#### REQUIREMENT:
From the listing below, reproduce word for word the part that opens with the line containing "request failed with" and closes with the line containing "let mock = server"; reproduce nothing else.

#### DATA EXCERPTS:
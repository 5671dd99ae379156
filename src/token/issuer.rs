//! Client-credentials token exchange.
//!
//! Posts `client_id`, `client_secret` and `grant_type=client_credentials` as a
//! form to the credential's token URL. No retries happen here.

use crate::credentials::Credential;
use anyhow::{anyhow, Context, Result};
use async_trait::async_trait;
use serde::Deserialize;
use std::time::Duration;

/// A freshly issued access token and its lifetime in seconds.
#[derive(Debug, Clone, PartialEq)]
pub struct IssuedToken {
    pub access_token: String,
    pub expires_in: i64,
}

/// Exchanges a credential for a new access token.
#[async_trait]
pub trait TokenIssuer: Send + Sync {
    async fn issue(&self, credential: &Credential) -> Result<IssuedToken>;
}

/// `expires_in` arrives as a number from most servers and as a numeric
/// string from SatuSehat.
#[derive(Deserialize, Debug)]
#[serde(untagged)]
enum ExpiresIn {
    Seconds(i64),
    Text(String),
}

impl ExpiresIn {
    fn seconds(&self) -> Result<i64> {
        match self {
            ExpiresIn::Seconds(s) => Ok(*s),
            ExpiresIn::Text(s) => s
                .trim()
                .parse()
                .with_context(|| format!("expires_in is not a number: {:?}", s)),
        }
    }
}

#[derive(Deserialize, Debug)]
struct TokenResponse {
    access_token: String,
    expires_in: ExpiresIn,
}

/// Token issuer backed by an HTTP token endpoint.
pub struct HttpTokenIssuer {
    client: reqwest::Client,
}

impl HttpTokenIssuer {
    pub fn new(timeout: Duration) -> Result<Self> {
        let client = reqwest::Client::builder()
            .timeout(timeout)
            .build()
            .context("Failed to build token HTTP client")?;
        Ok(Self { client })
    }
}

#[async_trait]
impl TokenIssuer for HttpTokenIssuer {
    async fn issue(&self, credential: &Credential) -> Result<IssuedToken> {
        let form = [
            ("client_id", credential.client_id.as_str()),
            ("client_secret", credential.client_secret.as_str()),
            ("grant_type", "client_credentials"),
        ];

        tracing::debug!(token_url = %credential.token_url, "Requesting access token");

        let response = self
            .client
            .post(&credential.token_url)
            .header("Accept", "application/json")
            .form(&form)
            .send()
            .await
            .context("Failed to send token request")?;

        let status = response.status();
        if !status.is_success() {
            let body = response
                .text()
                .await
                .unwrap_or_else(|_| "Unknown error".to_string());
            return Err(anyhow!(
                "Token request failed with status {}: {}",
                status,
                body
            ));
        }

        let parsed: TokenResponse = response
            .json()
            .await
            .context("Failed to parse token response")?;

        if parsed.access_token.is_empty() {
            return Err(anyhow!("Token response carried an empty access_token"));
        }

        let expires_in = parsed.expires_in.seconds()?;
        if expires_in <= 0 {
            return Err(anyhow!(
                "Token response carried a non-positive expires_in: {}",
                expires_in
            ));
        }

        tracing::debug!(expires_in, "Access token issued");

        Ok(IssuedToken {
            access_token: parsed.access_token,
            expires_in,
        })
    }
}

#[cfg(test)]
mod tests {
    use super::*;
    use mockito::{Matcher, Server};

    fn credential(token_url: String) -> Credential {
        Credential {
            client_id: "simrs-client".to_string(),
            client_secret: "simrs-secret".to_string(),
            token_url,
        }
    }

    fn issuer() -> HttpTokenIssuer {
        HttpTokenIssuer::new(Duration::from_secs(5)).unwrap()
    }

    #[test]
    fn test_token_response_numeric_expiry() {
        let json = r#"{"access_token":"abc","expires_in":3599,"token_type":"BearerToken"}"#;
        let response: TokenResponse = serde_json::from_str(json).unwrap();
        assert_eq!(response.access_token, "abc");
        assert_eq!(response.expires_in.seconds().unwrap(), 3599);
    }

    #[test]
    fn test_token_response_string_expiry() {
        let json = r#"{"access_token":"abc","expires_in":"14399","issued_at":"1700000000000"}"#;
        let response: TokenResponse = serde_json::from_str(json).unwrap();
        assert_eq!(response.expires_in.seconds().unwrap(), 14399);
    }

    #[test]
    fn test_token_response_missing_expiry_rejected() {
        let json = r#"{"access_token":"abc"}"#;
        assert!(serde_json::from_str::<TokenResponse>(json).is_err());
    }

    #[tokio::test]
    async fn test_issue_posts_client_credentials_form() {
        let mut server = Server::new_async().await;
        let mock = server
            .mock("POST", "/oauth2/v1/accesstoken")
            .match_header("content-type", "application/x-www-form-urlencoded")
            .match_body(Matcher::AllOf(vec![
                Matcher::UrlEncoded("client_id".into(), "simrs-client".into()),
                Matcher::UrlEncoded("client_secret".into(), "simrs-secret".into()),
                Matcher::UrlEncoded("grant_type".into(), "client_credentials".into()),
            ]))
            .with_status(200)
            .with_header("content-type", "application/json")
            .with_body(r#"{"access_token":"tok-1","expires_in":"3600"}"#)
            .create_async()
            .await;

        let issued = issuer()
            .issue(&credential(format!("{}/oauth2/v1/accesstoken", server.url())))
            .await
            .unwrap();

        assert_eq!(issued.access_token, "tok-1");
        assert_eq!(issued.expires_in, 3600);
        mock.assert_async().await;
    }

    #[tokio::test]
    async fn test_issue_non_success_status_is_error() {
        let mut server = Server::new_async().await;
        let _mock = server
            .mock("POST", "/token")
            .with_status(401)
            .with_body(r#"{"error":"invalid_client"}"#)
            .create_async()
            .await;

        let err = issuer()
            .issue(&credential(format!("{}/token", server.url())))
            .await
            .unwrap_err();

        assert!(err.to_string().contains("401"));
    }

    #[tokio::test]
    async fn test_issue_unparseable_body_is_error() {
        let mut server = Server::new_async().await;
        let _mock = server
            .mock("POST", "/token")
            .with_status(200)
            .with_body("not json")
            .create_async()
            .await;

        let result = issuer()
            .issue(&credential(format!("{}/token", server.url())))
            .await;

        assert!(result.is_err());
    }

    #[tokio::test]
    async fn test_issue_non_positive_expiry_rejected() {
        let mut server = Server::new_async().await;
        let _mock = server
            .mock("POST", "/token")
            .with_status(200)
            .with_body(r#"{"access_token":"tok-1","expires_in":"-1"}"#)
            .create_async()
            .await;

        let err = issuer()
            .issue(&credential(format!("{}/token", server.url())))
            .await
            .unwrap_err();

        assert!(err.to_string().contains("non-positive expires_in"));
    }

    #[tokio::test]
    async fn test_issue_transport_error() {
        // Nothing listens on port 9 (discard) in the test environment
        let result = issuer()
            .issue(&credential("http://127.0.0.1:9/token".to_string()))
            .await;

        assert!(result.is_err());
    }
}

#### SOLUTION BELOW:
                "Token request failed with status {}: {}",
                status,
                body
            ));
        }

        let parsed: TokenResponse = response
            .json()
            .await
            .context("Failed to parse token response")?;

        if parsed.access_token.is_empty() {
            return Err(anyhow!("Token response carried an empty access_token"));
        }

        let expires_in = parsed.expires_in.seconds()?;
        if expires_in <= 0 {
            return Err(anyhow!(
                "Token response carried a non-positive expires_in: {}",
                expires_in
            ));
        }

        tracing::debug!(expires_in, "Access token issued");

        Ok(IssuedToken {
            access_token: parsed.access_token,
            expires_in,
        })
    }
}

#[cfg(test)]
mod tests {
    use super::*;
    use mockito::{Matcher, Server};

    fn credential(token_url: String) -> Credential {
        Credential {
            client_id: "simrs-client".to_string(),
            client_secret: "simrs-secret".to_string(),
            token_url,
        }
    }

    fn issuer() -> HttpTokenIssuer {
        HttpTokenIssuer::new(Duration::from_secs(5)).unwrap()
    }

    #[test]
    fn test_token_response_numeric_expiry() {
        let json = r#"{"access_token":"abc","expires_in":3599,"token_type":"BearerToken"}"#;
        let response: TokenResponse = serde_json::from_str(json).unwrap();
        assert_eq!(response.access_token, "abc");
        assert_eq!(response.expires_in.seconds().unwrap(), 3599);
    }

    #[test]
    fn test_token_response_string_expiry() {
        let json = r#"{"access_token":"abc","expires_in":"14399","issued_at":"1700000000000"}"#;
        let response: TokenResponse = serde_json::from_str(json).unwrap();
        assert_eq!(response.expires_in.seconds().unwrap(), 14399);
    }

    #[test]
    fn test_token_response_missing_expiry_rejected() {
        let json = r#"{"access_token":"abc"}"#;
        assert!(serde_json::from_str::<TokenResponse>(json).is_err());
    }

    #[tokio::test]
    async fn test_issue_posts_client_credentials_form() {
        let mut server = Server::new_async().await;
        let mock = server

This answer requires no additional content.